Collared Sparrowhawk Accipiter cirrocephalus
Category A; Uncommon widespread resident.
|Threat status||Brisbane status|
|IUCN Least Concern||eBird records 574|
|National Not listed||Atlas squares 105|
|Queensland Not listed||Reporting rate 1%|
The Collared Sparrowhawk is a small-medium sized Accipiter hawk with a grey and rufous body and yellow legs. Birds can be found all over Brisbane, but are typically not resident at any particular sites and may occur anywhere there is suitable prey to be found.
The less common of the brown Accipiter species in Brisbane, Collared Sparrowhawks can be found across the region everywhere except the north west forests and Moreton Island (where the species has never been recorded), but never reach high abundance at any given site, although birds may hang around for extended stretches of time where there are favourable conditions for them. Very similar in appearance to its relative the Brown Goshawk, this species differs in having a typically squarer tail (sometimes notched), thinner legs and a long middle toe (Menkhorst et al. 2017; Marchant & Higgins 1993). Good views are generally needed to separate these two species definitively. It is almost exclusively found alone, with only a few records of pairs and only one of a trio (Reid 2012).
Collared Sparrowhawks are present in Brisbane all year round, with no clear trends in their abundance or distribution, and while juvenile birds are regularly sighted, the species has never been recorded breeding in Brisbane so it is unclear whether the species is cryptic in its nesting habits (quite likely) or whether birds breed outside of the region and move into the city to feed where food is available (also possible).
Distribution and Habitat
Collared Sparrowhawks are found all across Brisbane, particularly in the lowland regions east of the city, although the species has been recorded as far west as Lake Manchester. In Brisbane it is mostly a lowland species, almost always occurring at elevations below 50m, although the odd bird has been seen over 400m at Mt Glorious (Graham 2018). There is no evident seasonal variation in their elevation or geographic distribution within the LGA; most likely birds move according to the availability of prey rather than with climatic or other conditions. They are typically found in dry woodland, wetland, estuarine and non-remnant habitats, with only a handful of records from rainforests and built-up areas. Habitat outside of Brisbane is similar, although with preference for lightly wooded regions, avoiding open plains (Marchant & Higgins 1993), so it is perhaps a little surprising that birds turn up in wetlands and estuaries in Brisbane as often as they do; this may be due to imprecise location reporting or it may be indicative of birds adapting to available habitats.
Somewhat surprisingly, this species has never been reported as breeding in Brisbane, and there is no clear reason from this that can be discerned from current data. Birds are present in Brisbane all year-round, including during their breeding season as reported in the literature (spring-summer) (Marchant & Higgins 1993), and there is no clear drop in abundance over this period either. It is likely that the birds are cryptic when nesting and probably breed in the more remote regions of the city, avoiding the more built-up areas to the east where they can often be found, but much more work is needed to confirm this.
The reporting rate for Collared Sparrowhawks in Brisbane has remained quite stable over the Atlas period, with some strong and some weak years but no clear trend. Presumably these variations in abundance (e.g. 2005 and 2007) were due to differences in the abundance of prey but this has not been proven. The species is not of any conservation in the sense that it is common across much of Australia and New Guinea, and Brisbane’s birds do not appear to be declining in population (despite being distinctly uncommon), although there are a couple of threats to the general population, including pesticide use resulting in loss of eggshell integrity and land clearing (Olsen et al. 1993). Fortunately, neither of these threats have significantly impacted the Brisbane or wider Australian populations, and as such the species is considered stable.
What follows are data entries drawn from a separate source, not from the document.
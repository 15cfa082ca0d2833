//! Strongly-typed identifiers used across the workspace.
//!
//! Identifiers are issued by the identity service and are opaque here. On the
//! wire they may arrive as JSON strings or integers; both are normalized to a
//! non-empty string at the boundary.

use core::str::FromStr;
use serde::{Deserialize, Deserializer, Serialize};

use crate::error::{DomainError, DomainResult};

/// Identifier of an authenticated identity (user account).
#[derive(Debug, Clone, PartialEq, Eq, Hash, PartialOrd, Ord, Serialize)]
#[serde(transparent)]
pub struct IdentityId(String);

/// Identifier of a role owned by the identity service.
#[derive(Debug, Clone, PartialEq, Eq, Hash, PartialOrd, Ord, Serialize)]
#[serde(transparent)]
pub struct RoleId(String);

/// Identifier of a permission record.
#[derive(Debug, Clone, PartialEq, Eq, Hash, PartialOrd, Ord, Serialize)]
#[serde(transparent)]
pub struct PermissionId(String);

/// Accepted wire representations of an identifier.
#[derive(Deserialize)]
#[serde(untagged)]
enum RawId {
    Text(String),
    Signed(i64),
    Unsigned(u64),
}

impl RawId {
    fn into_string(self) -> String {
        match self {
            RawId::Text(s) => s,
            RawId::Signed(n) => n.to_string(),
            RawId::Unsigned(n) => n.to_string(),
        }
    }
}

macro_rules! impl_string_newtype {
    ($t:ty, $name:literal) => {
        impl $t {
            /// Parse an identifier, rejecting empty or whitespace-only values.
            pub fn parse(value: impl Into<String>) -> DomainResult<Self> {
                let value = value.into();
                let trimmed = value.trim();
                if trimmed.is_empty() {
                    return Err(DomainError::invalid_id(format!("{}: empty", $name)));
                }
                if trimmed.len() == value.len() {
                    Ok(Self(value))
                } else {
                    Ok(Self(trimmed.to_string()))
                }
            }

            pub fn as_str(&self) -> &str {
                &self.0
            }
        }

        impl core::fmt::Display for $t {
            fn fmt(&self, f: &mut core::fmt::Formatter<'_>) -> core::fmt::Result {
                f.write_str(&self.0)
            }
        }

        impl From<$t> for String {
            fn from(value: $t) -> Self {
                value.0
            }
        }

        impl FromStr for $t {
            type Err = DomainError;

            fn from_str(s: &str) -> Result<Self, Self::Err> {
                Self::parse(s)
            }
        }

        impl PartialEq<str> for $t {
            fn eq(&self, other: &str) -> bool {
                self.0 == other
            }
        }

        impl<'de> Deserialize<'de> for $t {
            fn deserialize<D: Deserializer<'de>>(deserializer: D) -> Result<Self, D::Error> {
                let raw = RawId::deserialize(deserializer)?;
                Self::parse(raw.into_string()).map_err(serde::de::Error::custom)
            }
        }
    };
}

impl_string_newtype!(IdentityId, "IdentityId");
impl_string_newtype!(RoleId, "RoleId");
impl_string_newtype!(PermissionId, "PermissionId");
- Determine the movements of this species in and around Brisbane
- Ascertain whether birds breed in Brisbane and where
- Find any key locations for the birds
Key Conservation Needs
- Protect birds from further land clearing
- Monitor population for any declines
Contributors to Species Account
Menkhorst P, Rogers DI & Clarke R (2017) The Australian Bird Guide. CSIRO Publishing.
Marchant S & Higgins PJ (1993) Handbook of Australian, New Zealand & Antarctic birds. Oxford University Press.
Reid C (2012) eBird Checklist: http://ebird.org/view/checklist/S16653002.
Graham M (2018) eBird Checklist: http://ebird.org/view/checklist/S44922381.
Olsen P, Fuller P & Marples T (1993) Pesticide-related eggshell thinning in Australian raptors. Emu, 93, 1–11.